2014’te suç olmayan 2020’de suç olamaz: Arkadaşlarımız politik kimlikleri nedeniyle yargılanıyor
Bu dava ile ilgili hukuksuzluklar çok çok fazla. Bunu davada yargılanan arkadaşlarımız ve avukat meslektaşlarımız uzun uzun anlattılar. 2014 yılında suç olmayan bir şey daha sonra 2020 suç olarak nitelendirilemez. Burada Türkiye’de yargı yoluyla baskı politikası oluşturmaya yönelik geldiği noktayı gösteriyor. Bu davada yargılanan arkadaşlarımız bir suç işlememişlerdir. Herhangi bir suçlama konusununun muhatabı değildirler. Politik kimlikleri nedeniyle yargılanmaktadırlar. Bu davada hem CMK’nın usul hükümlerinin neredeyse tamamı ihlal edilmiştir. Bu dava ileride hukuk fakültelerinde ders olarak okutulacak bir davadır. Yine kovuşturma aşamasında bütün kovuşturma hükümleri de ihlal edilmiştir. Ortada bir suç yoktur. Bunların tamamını sizlere aşama aşama ifade edebiliriz ama merak edenler bakımından en son Sayın Demirtaş’ın savunması da biliyorsunuz internet ortamında yayınlandı. Orada sadece maddi olgularla ilgili savunmalar değil, hukuka aykırılıklara da değinildiğini de belirtmek isterim. Şunu ifade edeyim; bakın bu politik dava gelinen aşama itibariyle Türkiye halkının 31 Mart’ta ortaya koyduğu iradeye saygı temelinde sonuçlandırılıp beraatle bitmesi gereken bir dava halini almıştır.
Beklentimiz arkadaşlarımızın yarın tahliye edilmesi
Bizim yarınki beklentimiz, arkadaşlarımızın tamamının tahliye edilmesidir. Hele hele bazı arkadaşlarımız var ki onlar kanunen 7 yıldan fazla tutuklu yargılanamayacağına dair hükmü ihlal edilen arkadaşlarımızdır. Gültan Kışanak, Sebahat Tuncel kanuna aykırı olarak tam bir siyasi rehine olarak tutulmaktadırlar.
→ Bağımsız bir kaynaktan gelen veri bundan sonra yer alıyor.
//! The reserved-area manager: small, crash-safe records (bad-block table, environment, keys,
//! device tree) kept in a fixed set of blocks near the start of the NAND.
//!
//! Every region is a ring of blocks. Records are appended page-wise to the current block until it
//! is full; then the next record goes to a fresh block taken from the region's free pool, and the
//! old block is returned to the pool once the new record has been read back. Each page carries an
//! OOB header (see [oob]) so that a scan after power loss can find the newest complete record.

use thiserror::Error;

use crate::nand::NandError;

pub mod bbt;
pub mod env;
mod manager;
pub mod oob;
pub mod pool;
pub mod region;
pub mod scan;
pub mod seed;

pub use bbt::{BadBlockTable, BlockStatus};
pub use manager::{ErasePolicy, RegionSnapshot, RsvManager, ScanResult, ScanState};
pub use oob::{OobHeader, RecordCodec};
pub use pool::{FreeBlock, FreeBlockPool, RESERVED_BLOCK_NUM};
pub use region::{
    PointerStatus, RegionDescriptor, RegionKind, RsvConfig, RsvLayout, ValidPointer,
};
pub use seed::{BadBlockSeeder, VendorProfile};

/// Errors surfaced by the reserved-area manager
#[derive(Debug, Error)]
pub enum RsvError {
    #[error(transparent)]
    Io(#[from] NandError),

    #[error("{region} record at block {block}, page {page} is corrupt")]
    Corrupt {
        region: RegionKind,
        block: u32,
        page: u32,
    },

    #[error("no valid {0} record")]
    NoValidRecord(RegionKind),

    #[error("block {0} belongs to the reserved area and is erase-protected")]
    ProtectedBlock(u32),

    #[error("writing {region} record to block {block} failed")]
    WriteFailed { region: RegionKind, block: u32 },

    #[error("no usable block left in the {0} region")]
    PoolExhausted(RegionKind),

    #[error("{len}-byte {region} record exceeds the {size}-byte region size")]
    TooLarge {
        region: RegionKind,
        len: usize,
        size: usize,
    },

    #[error("invalid reserved-area layout: {0}")]
    InvalidLayout(String),

    #[error(transparent)]
    Env(#[from] env::EnvError),
}

impl RsvError {
    /// Did the device lose power? Nothing more can be done until it comes back.
    pub fn is_power_loss(&self) -> bool {
        matches!(self, Self::Io(NandError::PowerLoss))
    }
}

pub type RsvResult<T> = Result<T, RsvError>;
Çünkü bu dava kapsamında 7 yıllık tutukluluk süreci çoktan aşılmıştır. Sevgili Demirtaş, Figen Yüksekdağ ve diğer arkadaşlar 7 buçuk 8 yıla yakındır yargılanmaktadırlar. Tahliye edilmeleri gerekir. Hele hele bazı arkadaşlarımız var ki ciddi sağlık problemleri vardır, sevgili Ali Ürküt arkadaşımıza bir kez daha geçmiş olsun dileklerimizi iletiyoruz, kendisi tedavi altındadır. Yine Nazmi Gür arkadaşımızın sağlık sorunları var. Dilek arkadaşımızın, Ayla arkadaşımızın da sağlık sorunları mevcut. Arkadaşlarımızın mutlaka ama mutlaka tahliye edilmeleri gerek. Yarın siyasi rehine pozisyonunun sona ermesi gerekir. Yarın saat 10'da yine orada olacağız. Açıklamamızı gerçekleştireceğiz ve arkadaşlarımızın tahliye edilmelerini bekleyeceğiz. Mahkemeden de siyasi iktidardan beklentimiz Türkiye artık hukuka dönsün. Türkiye hukukun üstünlüğü ilkesine giden yola yeniden geri dönsün. Türkiye AİHM’nin Demirtaş Büyük Daire kararı ve Figen Yüksekdağ ve diğerleri kararında belirtilen ihlal kararlarına uygun olarak bu davayı bitirsin ve arkadaşlarımızı bir an önce tahliye etsin.